Building on our previous work comparing WOS, we added a metabolism component to our system. Examples of our results are shown below. To determine whether the metabolomic profile chlorpyrifos would be changed if the parent compound was metabolized in vivo, we preconditioned media by exposing chlorpyrifos-containing media to the hepatocyte cell line, C3A. C3A cells are known for their metabolic capabilities, thus adding a metabolism component to our procedure. We compared the metabolic profile of hN2 cells after directly treating the hN2 cells with chlorpyrifos or with media containing chlorpyrifos after it was metabolized in vitro by the C3A hepatocyte cell line. Different metabolomics profiles were expressed as seen in the dose-response chromatograms (Fig. 1).
Fig. 1. hN2 cells treated with chlorpyrifos directly (A) or after chlorpyrifos had been exposed to the hepatocellular cell line, C3A (B).
Fig. 2. Partial Least Squares-Discriminant Analysis (PLS-DA) of Chlorpyrifos treatment of varied concentrations on C3A and hN2 cells.
Using MetaboAnalystTM for pathway analysis, major pathways affected in hN2 cells directly exposed to chlorpyrifos were phenylalanine metabolism, fatty acid biosynthesis, and cyanoamino acid metabolism. When hN2 cells were exposed to conditioned media from C3A cells treated with chlorpyrifos, the major pathways affected were valine, isoleucine, and leucine biosynthesis and degradation, and aminoacyl-tRNA biosynthesis. In summary, chlorpyrifos affects amino acid and fatty acid metabolism in developing neuronal cells. An indicator of the biological impact of chlorpyrifos on neural progenitor cells was calculated by taking the sum of the absolute values of significant differences identified through t-tests of metabolomics profiles. Conditioned media from chlorpyrifos treated C3A cells had a tenfold or greater biological impact on hN2 cells than direct exposure to chlorpyrifos, suggesting the metabolites are more biologically active than the parent compound.
OBJECTIVE 2. Determine endocrine active compound-induced alterations in key human neural cellular events and establish their associations with the metabolic changes.
This year we have published a manuscript that encompasses and builds on our report for year 2.
Wu, Xian, Anirban Majumder, Robin Webb, and Steven L. Stice. "High content imaging quantification of multiple in vitro human neurogenesis events after neurotoxin exposure." BMC Pharmacology and Toxicology 2016;17(1):62.
In this manuscript, we concluded that neurotoxicant in vitro exposure during a maturation continuum affected human neurogenesis at substantially lower levels than previously known.
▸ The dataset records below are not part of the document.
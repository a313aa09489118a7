//! Boundary rasterization with "all-touched" semantics.
//!
//! A cell is inside when any part of the boundary geometry intersects it.
//! Two passes build that set:
//!   1. Scanline fill at cell centres, even–odd per polygon so holes drop out.
//!      Polygons are ORed together, so overlapping parts stay a union.
//!   2. Supercover burn of every ring edge, which adds each cell an edge
//!      passes through or touches. This is what catches slivers and thin
//!      islands whose interiors miss every cell centre.

use geo::{LineString, Polygon};
use ndarray::Array2;

use crate::boundary::Boundary;
use crate::grid::Bounds;

/// Affine map between geographic coordinates and fractional cell indices.
///
/// Cells are `(max − min) / n` wide, so `n` cells tile the bounding box
/// exactly. Row 0 sits at `lat_min`, matching [`Grid`](crate::grid::Grid).
#[derive(Debug, Clone, Copy, PartialEq)]
pub struct GridTransform {
    origin: [f64; 2],
    cell: [f64; 2],
}

impl GridTransform {
    pub fn new(bounds: Bounds, (rows, cols): (usize, usize)) -> Self {
        Self {
            origin: [bounds.lon_min, bounds.lat_min],
            cell: [bounds.width() / cols as f64, bounds.height() / rows as f64],
        }
    }

    /// Fractional `[col, row]` of a geographic point.
    #[inline]
    pub fn to_cell(&self, lon: f64, lat: f64) -> [f64; 2] {
        [(lon - self.origin[0]) / self.cell[0], (lat - self.origin[1]) / self.cell[1]]
    }
}

/// Boolean mask of shape `shape` over `bounds`: `true` where the boundary
/// touches the cell.
pub fn rasterize_boundary(boundary: &Boundary, bounds: Bounds, shape: (usize, usize)) -> Array2<bool> {
    let mut mask = Array2::from_elem(shape, false);
    if shape.0 == 0 || shape.1 == 0 {
        return mask;
    }
    let transform = GridTransform::new(bounds, shape);

    for polygon in boundary.polygons() {
        let rings = cell_rings(polygon, &transform);
        fill_interior(&rings, &mut mask);
        for ring in &rings {
            for edge in ring.windows(2) {
                burn_segment(edge[0], edge[1], &mut mask);
            }
        }
    }
    mask
}

/// Cells touched by any ring edge of the boundary, interiors left clear.
/// Same transform and orientation as [`rasterize_boundary`].
pub fn rasterize_outline(boundary: &Boundary, bounds: Bounds, shape: (usize, usize)) -> Array2<bool> {
    let mut outline = Array2::from_elem(shape, false);
    if shape.0 == 0 || shape.1 == 0 {
        return outline;
    }
    let transform = GridTransform::new(bounds, shape);
    for polygon in boundary.polygons() {
        for ring in cell_rings(polygon, &transform) {
            for edge in ring.windows(2) {
                burn_segment(edge[0], edge[1], &mut outline);
            }
        }
    }
    outline
}

/// Exterior and interior rings of `polygon` in fractional cell space.
fn cell_rings(polygon: &Polygon<f64>, transform: &GridTransform) -> Vec<Vec<[f64; 2]>> {
    let to_cells = |ring: &LineString<f64>| -> Vec<[f64; 2]> {
        ring.coords().map(|c| transform.to_cell(c.x, c.y)).collect()
    };
    std::iter::once(polygon.exterior())
        .chain(polygon.interiors())
        .map(to_cells)
        .collect()
}

/// Even–odd scanline fill of one polygon, sampled at cell centres.
fn fill_interior(rings: &[Vec<[f64; 2]>], mask: &mut Array2<bool>) {
    let (rows, cols) = mask.dim();
    let (ymin, ymax) = rings
        .iter()
        .flatten()
        .fold((f64::INFINITY, f64::NEG_INFINITY), |(lo, hi), p| (lo.min(p[1]), hi.max(p[1])));
    if !(ymin.is_finite() && ymax.is_finite()) {
        return;
    }
    let first = (ymin - 0.5).ceil().max(0.0) as usize;
    let last = ((ymax - 0.5).floor().min(rows as f64 - 1.0)).max(-1.0);
    if last < first as f64 {
        return;
    }

    let mut crossings = Vec::new();
    for row in first..=last as usize {
        let y = row as f64 + 0.5;
        crossings.clear();
        for ring in rings {
            for edge in ring.windows(2) {
                let (a, b) = (edge[0], edge[1]);
                // Half-open rule: a vertex on the scanline counts once.
                if (a[1] > y) != (b[1] > y) {
                    crossings.push(a[0] + (y - a[1]) * (b[0] - a[0]) / (b[1] - a[1]));
                }
            }
        }
        crossings.sort_by(f64::total_cmp);

        for span in crossings.chunks_exact(2) {
            // Columns whose centre c + 0.5 lies in [x0, x1).
            let c0 = (span[0] - 0.5).ceil().max(0.0);
            let c1 = ((span[1] - 0.5).ceil() - 1.0).min(cols as f64 - 1.0);
            if c1 < c0 {
                continue;
            }
            for col in c0 as usize..=c1 as usize {
                mask[[row, col]] = true;
            }
        }
    }
}

/// Mark every cell the closed segment `a → b` passes through or touches.
///
/// Walks the column strips the segment spans and, per strip, the rows
/// covered by the sub-segment inside it.
fn burn_segment(a: [f64; 2], b: [f64; 2], mask: &mut Array2<bool>) {
    let (rows, cols) = mask.dim();
    let (xlo, xhi) = (a[0].min(b[0]), a[0].max(b[0]));
    let (ylo, yhi) = (a[1].min(b[1]), a[1].max(b[1]));
    if !(xlo.is_finite() && xhi.is_finite() && ylo.is_finite() && yhi.is_finite()) {
        return;
    }

    let Some((c0, c1)) = touched_range(xlo, xhi, cols) else { return };
    let dx = b[0] - a[0];
    let y_at = |x: f64| a[1] + (x - a[0]) * (b[1] - a[1]) / dx;

    for col in c0..=c1 {
        let (sy0, sy1) = if dx == 0.0 {
            (ylo, yhi)
        } else {
            let x0 = xlo.max(col as f64);
            let x1 = xhi.min(col as f64 + 1.0);
            let (p, q) = (y_at(x0), y_at(x1));
            (p.min(q), p.max(q))
        };
        if let Some((r0, r1)) = touched_range(sy0, sy1, rows) {
            for row in r0..=r1 {
                mask[[row, col]] = true;
            }
        }
    }
}

/// Inclusive range of unit cells `[i, i + 1]` that meet the closed interval
/// `[lo, hi]`, clipped to `0..n`.
fn touched_range(lo: f64, hi: f64, n: usize) -> Option<(usize, usize)> {
    let first = (lo.ceil() - 1.0).max(0.0);
    let last = hi.floor().min(n as f64 - 1.0);
    if last < first || last < 0.0 {
        return None;
    }
    Some((first as usize, last as usize))
}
For example, unlike prior acute studies, β-estradiol was highly toxic when present throughout the continuum and cytotoxicity was manifested starting early in the continuum via a non-estrogen receptor α (ER α) mechanism.
This past year, we introduced a more physiological representative co-culture system to represent the human condition for testing of developmental neurotoxicants. Human neural progenitor (hNP) cells are capable of independent, directed differentiation into astrocytes, oligodendrocytes and neurons and thus offer a potential cell source for developmental neurotoxicity (DNT) systems. hNP-derived pure population of neurons (Fig.3) and astrocytes (Fig 4) co-cultured at defined ratios mimic cellular heterogeneity and interaction in the central nervous system (CNS). Cytochrome P450 enzymes are expressed at a relatively high level in astrocytes and may play a critical role in the biotransformation of endogenous or exogenous compounds, including chlorpyrifos, which is an organophosphate insecticide that affects the CNS. P450 enzymes metabolize chlorpyrifos to chlorpyrifos-oxon, which is then metabolized primarily to 3, 5, 6-trichloropyridinol in addition to diethylphosphate and diethylthiophosphate. These end metabolites are less neurotoxic then than chlorpyrifos and chlorpyrifos-oxon. Our objective was to identify the interactive role of astrocytes and neurons in chlorpyrifos-induced human DNT. In neuron-only cultures, chlorpyrifos inhibited neurite length, neurite number and branch points per neuron in a dose-dependent manner during a 48 hour exposure, starting at 10 μM. However, in neuron astrocyte co-cultures, astrocytes protected neurons from the effects of chlorpyrifos at higher concentrations, up to and including 30 μM chlorpyrifos and endogenous astrocyte P450 enzymes effectively metabolized chlorpyrifos. The P450 inhibitor SKF525A partly negated the protective effect of astrocytes, allowing reduction in branch points with chlorpyrifos (10μM). Thus, the scalable and defined astrocyte-neuron co-culture model that we established here has potentially identified a role for P450 enzymes in astrocytic neuroprotection against chlorpyrifos and provides a novel model for addressing DNT in a more accurate multicellular environment.
Conclusion:
In current human DNT systems, chemical neurotoxicities have mostly been assessed by neuron only models or undefined ratios of neurons to rodent astrocytes. A defined human multicellular system provides an interactive tissue like environment with active modulation and presentation of toxicants to neurons, adding significant power to predictive in vitro DNT assays. We established a scalable, tunable and defined human PSC derived astrocyte and neuron CNS co-culture system and identified the role of astrocyte specific P450 acting to protect neurons from CPF toxicity.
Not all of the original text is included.